The last section of the act, section 22, provided that the completion of the work should be deemed an absolute acceptance, by the owners of all lands affected by the act and by their successors in interest, of the lien created by it upon the several lots so affected, and operate as an absolute waiver of all claim in the future upon the city and county of San Francisco, and their successors in interest, for any part of the debt created by the bonds authorized to be issued. "This shall be regarded as a contract between said owners and the holders of said bonds and said city and county, and this provision shall be stated on the face of the bonds." Stat.

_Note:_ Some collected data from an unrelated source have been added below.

use async_trait::async_trait;
use std::sync::Arc;
use std::time::Duration;

use crate::error::ClassifyError;
use crate::state::data::{ClassificationResult, SelectedImage, Submission};

/// Anything that can turn an image into a product identifier
#[async_trait]
pub trait ClassificationService: Send + Sync {
    async fn classify(&self, image: &SelectedImage) -> Result<ClassificationResult, ClassifyError>;
}

/// Run one submission against `service`, bounded by `timeout`
///
/// Returns the submission id with the outcome so the widget can drop
/// completions that belong to a superseded submission.
pub async fn run_submission(
    service: Arc<dyn ClassificationService>,
    submission: Submission,
    timeout: Duration,
) -> (u64, Result<ClassificationResult, ClassifyError>) {
    let Submission { id, image } = submission;
    log::info!("📤 Submission #{}: classifying {}", id, image.file_name);

    let outcome = match tokio::time::timeout(timeout, service.classify(&image)).await {
        Ok(outcome) => outcome,
        Err(_) => Err(ClassifyError::Timeout(timeout)),
    };

    match &outcome {
        Ok(result) => log::info!("✅ Submission #{}: identifier {}", id, result.identifier()),
        Err(err) => log::warn!("⚠️  Submission #{} failed: {}", id, err),
    }

    (id, outcome)
}
use crate::error::ClassifyError;
use crate::photo::{PreviewHandle, PreviewRegistry};

use super::data::{ClassificationResult, SelectedImage, Submission, SubmissionState};

/// The pick → submit → result/error workflow
///
/// Owns the selected image and its preview. Each selection or accepted
/// submit starts a new generation; completions from older generations are
/// ignored.
#[derive(Debug)]
pub struct UploadClassifyWidget {
    registry: PreviewRegistry,
    selected: Option<SelectedImage>,
    preview: Option<PreviewHandle>,
    state: SubmissionState,
    generation: u64,
}

impl UploadClassifyWidget {
    pub fn new(registry: PreviewRegistry) -> Self {
        Self {
            registry,
            selected: None,
            preview: None,
            state: SubmissionState::Idle,
            generation: 0,
        }
    }

    /// Replace the selection; `None` clears it
    pub fn select_file(&mut self, file: Option<SelectedImage>) {
        // Release the old preview before acquiring the new one
        self.preview = None;
        self.generation += 1;

        match file {
            Some(image) => {
                let preview = self.registry.acquire(&image);
                log::info!(
                    "🖼️  Selected {} ({}x{}) as preview #{}",
                    image.file_name,
                    image.width,
                    image.height,
                    preview.id()
                );
                self.preview = Some(preview);
                self.selected = Some(image);
            }
            None => {
                log::info!("Selection cleared");
                self.selected = None;
            }
        }

        self.state = SubmissionState::Idle;
    }

    /// A picked file could not be turned into a selection
    pub fn reject_file(&mut self, err: ClassifyError) {
        log::warn!("⚠️  Rejected file: {}", err);
        self.preview = None;
        self.selected = None;
        self.generation += 1;
        self.state = SubmissionState::Failed(err.user_message().to_string());
    }

    /// Start a submission
    ///
    /// Returns `None` without side effects while one is already loading.
    /// Without a selection the widget fails with the no-file message and
    /// nothing is sent.
    pub fn submit(&mut self) -> Option<Submission> {
        if self.is_loading() {
            log::debug!("Submit ignored: request already in flight");
            return None;
        }

        let Some(image) = &self.selected else {
            self.state = SubmissionState::Failed(ClassifyError::NoFileSelected.user_message().to_string());
            return None;
        };

        self.generation += 1;
        self.state = SubmissionState::Loading;

        Some(Submission {
            id: self.generation,
            image: image.clone(),
        })
    }

    /// Apply the outcome of submission `id`; returns whether it was applied
    pub fn complete(&mut self, id: u64, outcome: Result<ClassificationResult, ClassifyError>) -> bool {
        if id != self.generation || !self.is_loading() {
            log::debug!("Dropping stale completion #{} (current #{})", id, self.generation);
            return false;
        }

        self.state = match outcome {
            Ok(result) => SubmissionState::Succeeded(result),
            Err(err) => SubmissionState::Failed(err.user_message().to_string()),
        };
        true
    }

    #[cfg(test)]
    pub fn state(&self) -> &SubmissionState {
        &self.state
    }

    #[cfg(test)]
    pub fn selected(&self) -> Option<&SelectedImage> {
        self.selected.as_ref()
    }

    pub fn preview(&self) -> Option<&PreviewHandle> {
        self.preview.as_ref()
    }

    pub fn is_loading(&self) -> bool {
        self.state == SubmissionState::Loading
    }

    /// Submit is offered only with a selection and nothing in flight
    pub fn can_submit(&self) -> bool {
        self.selected.is_some() && !self.is_loading()
    }

    pub fn result(&self) -> Option<&ClassificationResult> {
        match &self.state {
            SubmissionState::Succeeded(result) => Some(result),
            _ => None,
        }
    }

    pub fn error_message(&self) -> Option<&str> {
        match &self.state {
            SubmissionState::Failed(message) => Some(message),
            _ => None,
        }
    }
}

California, 1875-6, c. 326, p. 433.


The Chief Justice of the Supreme Court of California, under its order, made his certificate to the effect that in this suit and appeal there was drawn in question the validity of the above act of March 23, 1876, and the authority exercised and the proceedings taken under it, on the ground that the statute and said authority and proceedings were repugnant to the Fourteenth Amendment to the Constitution of the United States, and that the decision of that court was in favor of their validity.

The provisions of the statute, to which we have referred, sufficiently indicate its scope and effect, and enable us (without referring to others that relate to matters of mere detail) to determine whether or not the act, upon its face or by its necessary operation, is repugnant to that clause of the Constitution declaring that no State shall deprive any person of property without due process of law.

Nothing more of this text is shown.